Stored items
*-*-*

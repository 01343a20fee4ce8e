//! Tests for end-to-end conversion of pixel grids

#[cfg(test)]
mod tests {
    use ndarray::Array2;
    use tempfile::TempDir;
    use tileforge::ConversionError;
    use tileforge::conversion::{ConversionConfig, OutputPaths, SpaceTile, convert};
    use tileforge::format::TilemapFormat;
    use tileforge::io::configuration::DEFAULT_SPACE_COLOR;
    use tileforge::tiles::tile::Color;

    const RED: Color = [255, 0, 0];
    const GREEN: Color = [0, 255, 0];
    const BLUE: Color = [0, 0, 255];

    /// Fill the tile at `(tile_x, tile_y)` with `paint(x, y)`
    fn paint_tile(
        pixels: &mut Array2<Color>,
        tile_x: usize,
        tile_y: usize,
        paint: impl Fn(usize, usize) -> Color,
    ) {
        for y in 0..8 {
            for x in 0..8 {
                pixels[[tile_y * 8 + y, tile_x * 8 + x]] = paint(x, y);
            }
        }
    }

    fn cell_ids(conversion: &tileforge::conversion::Conversion) -> Vec<u16> {
        conversion.tilemap.cells().iter().map(|cell| cell.id).collect()
    }

    // Tests a 2x2 tile image with one repeated tile
    // Verified by disabling duplicate detection
    #[test]
    fn test_two_unique_tiles() {
        let mut pixels = Array2::from_elem((16, 16), RED);
        paint_tile(&mut pixels, 1, 0, |_, _| BLUE);

        let conversion = convert(&pixels, &ConversionConfig::new(TilemapFormat::Plain)).unwrap();

        assert_eq!(conversion.tileset, vec![0, 1]);
        assert_eq!(cell_ids(&conversion), vec![0, 1, 0, 0]);
        assert_eq!(conversion.tilemap.width(), 2);
        assert_eq!(conversion.tilemap.height(), 2);
        assert_eq!(
            (conversion.tileset_image.width(), conversion.tileset_image.height()),
            (16, 8)
        );
        assert!(conversion.palettes.is_empty());
    }

    // Tests that an image of only space tiles has nothing to write
    // Verified by removing the empty tileset check
    #[test]
    fn test_only_space_tiles() {
        let pixels = Array2::from_elem((8, 16), DEFAULT_SPACE_COLOR);
        let mut config = ConversionConfig::new(TilemapFormat::Plain);
        config.space = Some(SpaceTile::new(0x7F));

        assert!(matches!(
            convert(&pixels, &config),
            Err(ConversionError::EmptyTileset)
        ));
    }

    // Tests that generated palettes land in the cell color attributes
    // Verified by leaving cell colors unset after partitioning
    #[test]
    fn test_palette_colors_assigned() {
        let mut pixels = Array2::from_elem((8, 24), DEFAULT_SPACE_COLOR);
        paint_tile(&mut pixels, 0, 0, |x, _| if x < 4 { RED } else { GREEN });
        paint_tile(&mut pixels, 1, 0, |_, _| BLUE);

        let mut config = ConversionConfig::new(TilemapFormat::TileAttr);
        config.space = Some(SpaceTile::new(0x7F));
        config.generate_palette = true;

        let conversion = convert(&pixels, &config).unwrap();

        assert_eq!(conversion.palettes.len(), 1);
        let colors: Vec<Option<u8>> = conversion
            .tilemap
            .cells()
            .iter()
            .map(|cell| cell.color)
            .collect();
        assert_eq!(colors, vec![Some(4), Some(4), None]);
        assert_eq!(cell_ids(&conversion), vec![0, 1, 0x7F]);
        assert!(conversion.tilemap.encode(TilemapFormat::TileAttr).is_ok());
    }

    // Tests that invalid input is rejected before any work
    // Verified by skipping validation in convert
    #[test]
    fn test_rejected_input() {
        let pixels = Array2::from_elem((8, 12), RED);
        assert!(matches!(
            convert(&pixels, &ConversionConfig::new(TilemapFormat::Plain)),
            Err(ConversionError::ImageDimensionMismatch { .. })
        ));

        let mut config = ConversionConfig::new(TilemapFormat::FfEnd);
        config.generate_palette = true;
        assert!(matches!(
            convert(&Array2::from_elem((8, 8), RED), &config),
            Err(ConversionError::InvalidParameter { .. })
        ));
    }

    // Tests that converting the same image twice is identical
    // Verified by iterating tiles in a hash-based order
    #[test]
    fn test_conversion_is_deterministic() {
        let mut pixels = Array2::from_elem((16, 16), RED);
        paint_tile(&mut pixels, 0, 1, |x, y| [x as u8, y as u8, 0]);
        paint_tile(&mut pixels, 1, 1, |x, y| [7 - x as u8, y as u8, 0]);
        let config = ConversionConfig::new(TilemapFormat::XyFlip);

        let first = convert(&pixels, &config).unwrap();
        let second = convert(&pixels, &config).unwrap();

        assert_eq!(first.tilemap, second.tilemap);
        assert_eq!(first.tileset, second.tileset);
        assert_eq!(first.tileset_image, second.tileset_image);
        assert_eq!(first.tileset, vec![0, 2]);
        assert!(first.tilemap.cells()[3].x_flip);
    }

    // Tests writing the tilemap, attribute map and tileset image
    // Verified by writing the attribute bytes into the tilemap file
    #[test]
    fn test_write_outputs() {
        let mut pixels = Array2::from_elem((8, 16), RED);
        paint_tile(&mut pixels, 1, 0, |_, _| BLUE);
        let conversion =
            convert(&pixels, &ConversionConfig::new(TilemapFormat::TileAttr)).unwrap();

        let dir = TempDir::new().unwrap();
        let paths = OutputPaths {
            tilemap: dir.path().join("map.tilemap"),
            attrmap: Some(dir.path().join("map.attrmap")),
            tileset: dir.path().join("out").join("map_tileset.png"),
        };
        conversion.write(&paths).unwrap();

        assert_eq!(std::fs::read(&paths.tilemap).unwrap(), vec![0, 1]);
        assert_eq!(
            std::fs::read(paths.attrmap.as_ref().unwrap()).unwrap(),
            vec![0, 0]
        );
        let tileset = image::open(&paths.tileset).unwrap().to_rgb8();
        assert_eq!(tileset.get_pixel(8, 0).0, BLUE);
    }

    // Tests that nothing is written when the tilemap cannot be encoded
    // Verified by saving the tileset image before encoding
    #[test]
    fn test_unencodable_writes_nothing() {
        let pixels = Array2::from_elem((8, 8), RED);
        let conversion = convert(&pixels, &ConversionConfig::new(TilemapFormat::Plain)).unwrap();

        let dir = TempDir::new().unwrap();
        let paths = OutputPaths {
            tilemap: dir.path().join("map.tilemap"),
            attrmap: Some(dir.path().join("map.attrmap")),
            tileset: dir.path().join("map_tileset.png"),
        };

        assert!(matches!(
            conversion.write(&paths),
            Err(ConversionError::InvalidParameter { .. })
        ));
        assert!(!paths.tilemap.exists());
        assert!(!paths.tileset.exists());
    }

    // Tests that a tileset path with no usable encoder leaves no tilemap behind
    // Verified by writing the tilemap before encoding the tileset image
    #[test]
    fn test_unsupported_tileset_writes_nothing() {
        let mut pixels = Array2::from_elem((8, 16), RED);
        paint_tile(&mut pixels, 1, 0, |_, _| GREEN);
        let conversion =
            convert(&pixels, &ConversionConfig::new(TilemapFormat::TileAttr)).unwrap();

        let dir = TempDir::new().unwrap();
        let paths = OutputPaths {
            tilemap: dir.path().join("map.tilemap"),
            attrmap: Some(dir.path().join("map.attrmap")),
            tileset: dir.path().join("map_tileset.gif"),
        };

        assert!(matches!(
            conversion.write(&paths),
            Err(ConversionError::ImageExport { .. })
        ));
        assert!(!paths.tilemap.exists());
        assert!(!paths.attrmap.as_ref().unwrap().exists());
        assert!(!paths.tileset.exists());
    }

    // Tests that a failed tileset write removes the tilemap already written
    // Verified by returning before the cleanup loop in write_files
    #[test]
    fn test_failed_tileset_write_removes_tilemap() {
        let pixels = Array2::from_elem((8, 8), BLUE);
        let conversion = convert(&pixels, &ConversionConfig::new(TilemapFormat::Plain)).unwrap();

        let dir = TempDir::new().unwrap();
        let occupied = dir.path().join("taken.png");
        std::fs::create_dir(&occupied).unwrap();
        let paths = OutputPaths {
            tilemap: dir.path().join("map.tilemap"),
            attrmap: None,
            tileset: occupied,
        };

        assert!(matches!(
            conversion.write(&paths),
            Err(ConversionError::WriteFailure { .. })
        ));
        assert!(!paths.tilemap.exists());
    }
}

*-*-*

Task to complete
Starting from the top of the records and ending at the line that contains "const BLUE: Color = [0, 0, 255];", repeat each line exactly and return only those lines.

Answer below
repository 01343a20fee4ce8e
//! Tests for end-to-end conversion of pixel grids

#[cfg(test)]
mod tests {
    use ndarray::Array2;
    use tempfile::TempDir;
    use tileforge::ConversionError;
    use tileforge::conversion::{ConversionConfig, OutputPaths, SpaceTile, convert};
    use tileforge::format::TilemapFormat;
    use tileforge::io::configuration::DEFAULT_SPACE_COLOR;
    use tileforge::tiles::tile::Color;

    const RED: Color = [255, 0, 0];
    const GREEN: Color = [0, 255, 0];
    const BLUE: Color = [0, 0, 255];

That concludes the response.